Still, she doesn’t regret a thing. Though her story ended in tragedy, she remains as optimistic as ever about the promise of plasma and is planning on donating again soon. She even hopes to visit Boffice’s family in Canada once it’s safe to travel again. “They said I’m the last person that touched [him], and they want to meet me,” she says. “They consider me family.”
The next time she donates, she hopes things will be easier. In many places, it seems like they already are. Recently, L.A. made virus testing available to “anyone for any reason,” and the Red Cross just began testing convalescent plasma for coronavirus antibodies from pre-qualified donors, to simplify the eligibility process, qualify more potential donors and ultimately collect and distribute more plasma to patients in need. This week, they expect to collect 1,000 units of plasma, a far greater number than the few hundred they rustled up over a three-week period in April. The transfusion rate in the Mayo Clinic study has been improving as well — for reference, Wright reports that on May 4th, 632 of the 702 critically ill patients were transfused, a pattern that’s expected to continue as the national supply comes online.

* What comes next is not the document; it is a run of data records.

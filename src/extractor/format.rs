//! Quality selection
//!
//! Maps the quality labels the front-end offers onto yt-dlp format
//! expressions, and derives which labels make sense for a given video.

use crate::extractor::models::Format;

/// Quality used when a request does not specify one
pub const DEFAULT_QUALITY: &str = "1080p";

/// Standard quality ladder offered by the front-end, highest first
const QUALITY_LADDER: [(&str, u32); 4] =
    [("1080p", 1080), ("720p", 720), ("480p", 480), ("360p", 360)];

/// Build the yt-dlp format expression for a quality label.
///
/// Known labels cap the video height; anything else falls back to
/// `best` rather than erroring.
pub fn format_expr(quality: &str) -> String {
    match ladder_height(quality) {
        Some(height) => format!(
            "bestvideo[height<={h}]+bestaudio/best[height<={h}]",
            h = height
        ),
        None => "best".to_string(),
    }
}

/// Quality labels from the standard ladder that the given formats can
/// actually satisfy. Heights are matched with a 10% tolerance since
/// extractors report values like 1072 or 406 for non-16:9 sources.
pub fn available_qualities(formats: &[Format]) -> Vec<String> {
    QUALITY_LADDER
        .iter()
        .filter(|(_, target)| {
            let min = target * 9 / 10;
            let max = target * 11 / 10;
            formats.iter().any(|f| {
                f.has_video() && f.height.map_or(false, |h| h >= min && h <= max)
            })
        })
        .map(|(label, _)| label.to_string())
        .collect()
}

fn ladder_height(quality: &str) -> Option<u32> {
    let height: u32 = quality.trim().trim_end_matches('p').parse().ok()?;
    QUALITY_LADDER
        .iter()
        .any(|(_, h)| *h == height)
        .then_some(height)
}

#[cfg(test)]
mod tests {
    use super::*;

    fn video_format(height: u32) -> Format {
        Format {
            format_id: format!("{}p", height),
            ext: "mp4".to_string(),
            vcodec: Some("avc1.640028".to_string()),
            acodec: Some("none".to_string()),
            width: Some(height * 16 / 9),
            height: Some(height),
            ..Default::default()
        }
    }

    fn audio_format() -> Format {
        Format {
            format_id: "140".to_string(),
            ext: "m4a".to_string(),
            vcodec: Some("none".to_string()),
            acodec: Some("mp4a.40.2".to_string()),
            ..Default::default()
        }
    }

    #[test]
    fn known_labels_cap_the_height() {
        assert_eq!(
            format_expr("720p"),
            "bestvideo[height<=720]+bestaudio/best[height<=720]"
        );
        // bare number works too
        assert_eq!(
            format_expr("1080"),
            "bestvideo[height<=1080]+bestaudio/best[height<=1080]"
        );
    }

    #[test]
    fn unknown_labels_fall_back_to_best() {
        assert_eq!(format_expr("4k"), "best");
        assert_eq!(format_expr("best"), "best");
        assert_eq!(format_expr(""), "best");
        assert_eq!(format_expr("144p"), "best");
    }

    #[test]
    fn available_qualities_follow_format_heights() {
        let formats = vec![
            video_format(1080),
            video_format(720),
            video_format(360),
            audio_format(),
        ];
        assert_eq!(available_qualities(&formats), vec!["1080p", "720p", "360p"]);
    }

    #[test]
    fn near_heights_match_with_tolerance() {
        // 4:3 source reporting 406 lines still counts as 360p
        let formats = vec![video_format(406)];
        assert_eq!(available_qualities(&formats), vec!["360p"]);
    }

    #[test]
    fn audio_only_yields_no_qualities() {
        assert!(available_qualities(&[audio_format()]).is_empty());
    }
}
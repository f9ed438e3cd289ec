//! Tubeserve - web front-end for yt-dlp
//!
//! Serves a small page that accepts a video URL and a quality, hands the
//! actual extraction to yt-dlp, and streams the fetched file back.

use anyhow::Result;
use clap::Parser;
use std::path::PathBuf;
use std::sync::Arc;
use tracing::{info, warn};
use tracing_subscriber::EnvFilter;
use tubeserve::extractor::{Extractor, YtDlpExtractor, DEFAULT_QUALITY};
use tubeserve::utils::{paths, AppSettings};

#[derive(Parser)]
#[command(name = "tubeserve", about = "Web front-end for yt-dlp video fetching")]
struct Args {
    /// Address to listen on
    #[arg(long, env = "TUBESERVE_BIND", default_value = "127.0.0.1:5000")]
    bind: String,

    /// Root directory for fetched files
    #[arg(long, env = "TUBESERVE_DOWNLOADS")]
    downloads_dir: Option<PathBuf>,

    /// Quality used when a request does not specify one
    #[arg(long, default_value = DEFAULT_QUALITY)]
    default_quality: String,
}

#[tokio::main]
async fn main() -> Result<()> {
    let args = Args::parse();

    // Initialize logging
    tracing_subscriber::fmt()
        .with_env_filter(
            EnvFilter::try_from_default_env().unwrap_or_else(|_| EnvFilter::new("info")),
        )
        .init();

    let settings = AppSettings {
        bind_address: args.bind,
        downloads_root: args
            .downloads_dir
            .unwrap_or_else(|| AppSettings::default().downloads_root),
        default_quality: args.default_quality,
    };

    info!(
        version = env!("CARGO_PKG_VERSION"),
        bind_address = %settings.bind_address,
        downloads_root = %settings.downloads_root.display(),
        "tubeserve starting"
    );

    paths::ensure_downloads_root(&settings.downloads_root).await?;

    let extractor = YtDlpExtractor::new();
    if !extractor.ready() {
        // Keep serving; requests will report the missing engine.
        warn!("yt-dlp not found in PATH or common locations");
        warn!("The server will run, but extraction requests will fail.");
        warn!("Install it with: pip install yt-dlp  (or: brew install yt-dlp)");
    }

    tubeserve::server::serve(settings, Arc::new(extractor) as Arc<dyn Extractor>).await
}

And while he’s quick to acknowledge that the system hasn’t been perfect so far, he’s also amazed that any of this is happening at all. “The fact that things are functioning as well as they are right now is pretty incredible,” he says. “I’m absolutely floored at how many people have stepped up to help their fellow Americans, most of whom they don’t even know.”

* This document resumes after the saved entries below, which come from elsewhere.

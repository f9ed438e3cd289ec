//! yt-dlp wrapper for video extraction
//!
//! This module drives the yt-dlp CLI: a metadata probe via `--dump-json`
//! and a fetch that lets yt-dlp download and mux into a scratch directory.

use crate::extractor::models::VideoInfo;
use crate::extractor::traits::Extractor;
use crate::utils::error::{classify_engine_stderr, TubeserveError};
use async_trait::async_trait;
use std::path::{Path, PathBuf};
use tokio::process::Command as AsyncCommand;
use tracing::{debug, error, info, warn};

/// Media extractor backed by the yt-dlp CLI
pub struct YtDlpExtractor {
    binary: Option<PathBuf>,
}

impl YtDlpExtractor {
    /// Initialize the extractor, locating yt-dlp if possible.
    ///
    /// A missing binary is not fatal here: the server still starts and
    /// every request surfaces `EngineNotFound` until yt-dlp is installed.
    pub fn new() -> Self {
        let binary = find_ytdlp();
        match &binary {
            Some(path) => info!("Found yt-dlp at: {}", path.display()),
            None => warn!("yt-dlp not found; extraction requests will fail"),
        }
        Self { binary }
    }

    /// Path of the yt-dlp binary in use, if one was found.
    pub fn binary_path(&self) -> Option<&Path> {
        self.binary.as_deref()
    }

    fn binary(&self) -> Result<&Path, TubeserveError> {
        self.binary.as_deref().ok_or(TubeserveError::EngineNotFound)
    }
}

impl Default for YtDlpExtractor {
    fn default() -> Self {
        Self::new()
    }
}

#[async_trait]
impl Extractor for YtDlpExtractor {
    fn id(&self) -> &'static str {
        "yt-dlp"
    }

    fn ready(&self) -> bool {
        self.binary.is_some()
    }

    /// Extract video information without downloading
    /// Uses: yt-dlp --dump-json --no-download
    async fn probe(&self, url: &str) -> Result<VideoInfo, TubeserveError> {
        debug!("Probing video info for URL: {}", url);

        let output = AsyncCommand::new(self.binary()?)
            .arg("--dump-json")
            .arg("--no-download")
            .arg("--no-playlist")
            .arg("--no-warnings")
            .arg(url)
            .output()
            .await?;

        if !output.status.success() {
            let stderr = String::from_utf8_lossy(&output.stderr);
            error!("yt-dlp probe failed: {}", stderr.trim());
            return Err(classify_engine_stderr(&stderr));
        }

        let json = String::from_utf8_lossy(&output.stdout);
        let info: VideoInfo = serde_json::from_str(json.trim())?;
        Ok(info)
    }

    /// Download and mux the media into `dest_dir`
    /// Uses: yt-dlp -f <expr> --merge-output-format mp4 -o <dest>/%(title)s.%(ext)s
    async fn fetch(
        &self,
        url: &str,
        format_expr: &str,
        dest_dir: &Path,
    ) -> Result<PathBuf, TubeserveError> {
        debug!(
            "Fetching {} with format expression {} into {}",
            url,
            format_expr,
            dest_dir.display()
        );

        let template = dest_dir.join("%(title)s.%(ext)s");
        let output = AsyncCommand::new(self.binary()?)
            .arg("-f")
            .arg(format_expr)
            .arg("--merge-output-format")
            .arg("mp4")
            .arg("--no-playlist")
            .arg("--no-warnings")
            .arg("-o")
            .arg(&template)
            .arg(url)
            .output()
            .await?;

        if !output.status.success() {
            let stderr = String::from_utf8_lossy(&output.stderr);
            error!("yt-dlp fetch failed: {}", stderr.trim());
            return Err(classify_engine_stderr(&stderr));
        }

        resolve_produced_file(dest_dir).await
    }
}

/// Locate the single file yt-dlp produced in the scratch directory.
///
/// The merge step can change the extension (e.g. webm parts -> mp4), so
/// instead of guessing the final name we list the directory and take the
/// one regular file that is not a leftover `.part`.
async fn resolve_produced_file(dest_dir: &Path) -> Result<PathBuf, TubeserveError> {
    let mut entries = tokio::fs::read_dir(dest_dir).await?;
    let mut produced = None;

    while let Some(entry) = entries.next_entry().await? {
        let path = entry.path();
        if !entry.file_type().await?.is_file() {
            continue;
        }
        if path.extension().map_or(false, |ext| ext == "part") {
            continue;
        }
        produced = Some(path);
    }

    produced.ok_or(TubeserveError::FileMissing)
}

// ============================================================
// yt-dlp Detection Functions
// ============================================================

/// Find the yt-dlp binary, checking PATH first and then common
/// installation locations.
pub fn find_ytdlp() -> Option<PathBuf> {
    if let Ok(path) = which::which("yt-dlp") {
        if path.exists() {
            return Some(path);
        }
    }

    let common_paths = [
        // Homebrew (Apple Silicon)
        "/opt/homebrew/bin/yt-dlp",
        // Homebrew (Intel) / manual install
        "/usr/local/bin/yt-dlp",
        // System package
        "/usr/bin/yt-dlp",
        // pip user install
        "~/.local/bin/yt-dlp",
    ];

    for path_str in common_paths {
        let expanded = if let Some(rest) = path_str.strip_prefix("~/") {
            match dirs::home_dir() {
                Some(home) => home.join(rest),
                None => continue,
            }
        } else {
            PathBuf::from(path_str)
        };

        if expanded.exists() && is_executable(&expanded) {
            return Some(expanded);
        }
    }

    None
}

/// Check if a file is executable
fn is_executable(path: &Path) -> bool {
    #[cfg(unix)]
    {
        use std::os::unix::fs::PermissionsExt;

        if let Ok(metadata) = std::fs::metadata(path) {
            return metadata.permissions().mode() & 0o111 != 0;
        }
        false
    }

    #[cfg(not(unix))]
    {
        path.exists()
    }
}

// ============================================================
// Tests
// ============================================================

He, like Le, Paneth and nearly every other expert on the CPT case, is every bit as cautious about the future of COVID plasma, but he can’t stress enough how important it is for donors to try to donate anyway. Yes, they might not be eligible; yes, they might have to run around looking for secondary testing depending on where they live; and yes, they might have to wait longer than they want to for an appointment. But if they don’t try, we’ll never know if plasma is really as promising and low-risk a cure as we all hope it is.
“If you have a better suggestion, we’re all ears,” says Kate, the pseudonymous trauma center nurse in the Southeast. “Science is about testing every road thoroughly and proving if something is evidence-based. At this point, so many people are dying that it’s worth it to not just give up.”